Der Neuanfang in Deutschland, wie konnte er anders sein, führte die Familie in den Schwarzwald. Nach Erhalt der deutschen
Approbation war der Weg frei eine eigene Praxis zu übernehmen und seine Hausarzttätigkeit zu verwirklichen. Auch hier, im
Kinzigtal, waren seine täglichen Hausbesuche wichtige Beiträge in der Betreuung seiner Patienten. Und auch der alemannische
Dialekt hat den Zugang zu den Patienten sehr erleichtert. Die Tugenden eines guten Hausarztes hat er, in den vierzig Jahren seiner
Tätigkeit, vollkommen ausgefüllt.
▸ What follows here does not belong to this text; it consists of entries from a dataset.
// src/backend/question.rs

use reqwest::Method;

use super::{Authed, BackendError};
use crate::models::{
    Page,
    question::{QuestionDetail, QuestionListParams, QuestionPayload},
};

impl Authed<'_> {
    pub async fn questions(&self, params: &QuestionListParams) -> Result<Page<QuestionDetail>, BackendError> {
        let path = "/questions";
        let request = self
            .request(Method::GET, self.client.endpoint(path)?)
            .query(params);
        self.fetch(path, request).await
    }

    pub async fn question(&self, id: i64) -> Result<QuestionDetail, BackendError> {
        let path = format!("/questions/{}", id);
        let request = self.request(Method::GET, self.client.endpoint(&path)?);
        self.fetch(&path, request).await
    }

    pub async fn store_question(&self, payload: &QuestionPayload) -> Result<QuestionDetail, BackendError> {
        let path = "/questions";
        let request = self
            .request(Method::POST, self.client.endpoint(path)?)
            .json(payload);
        self.fetch(path, request).await
    }

    pub async fn update_question(&self, id: i64, payload: &QuestionPayload) -> Result<(), BackendError> {
        let path = format!("/questions/{}", id);
        let request = self
            .request(Method::PUT, self.client.endpoint(&path)?)
            .json(payload);
        self.execute(&path, request).await
    }

    pub async fn destroy_question(&self, id: i64) -> Result<(), BackendError> {
        let path = format!("/questions/{}", id);
        let request = self.request(Method::DELETE, self.client.endpoint(&path)?);
        self.execute(&path, request).await
    }
}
Bleibt da noch Zeit für Nebentätigkeiten? Sein Einsatz im Organisationskomitee des
Saderlacher Treffens, 1987 in Schluchsee, muss hervorgehoben werden. Er hat uns allen gutgetan! Nach diesen weiteren 28 Jahren
sollte endlich der wohlverdiente Ruhestand in Anspruch genommen werden. Doch „Ruhe“ ist für einen rüstigen Rentner ein
Fremdwort. In seinem jetzigen Wohnort Freiburg gibt es doch unzählige Fachvorträge, Seminare, Veranstaltungen,
Diskussionsrunden, Erfahrungsaustausch aus dem medizinischen Bereich. Wir, seine Landsleute, freuen uns, dass es ihm und seiner
Familie gut geht und wünschen ihm weiterhin ein gesundes und erfülltes Leben. NIT NOHLO!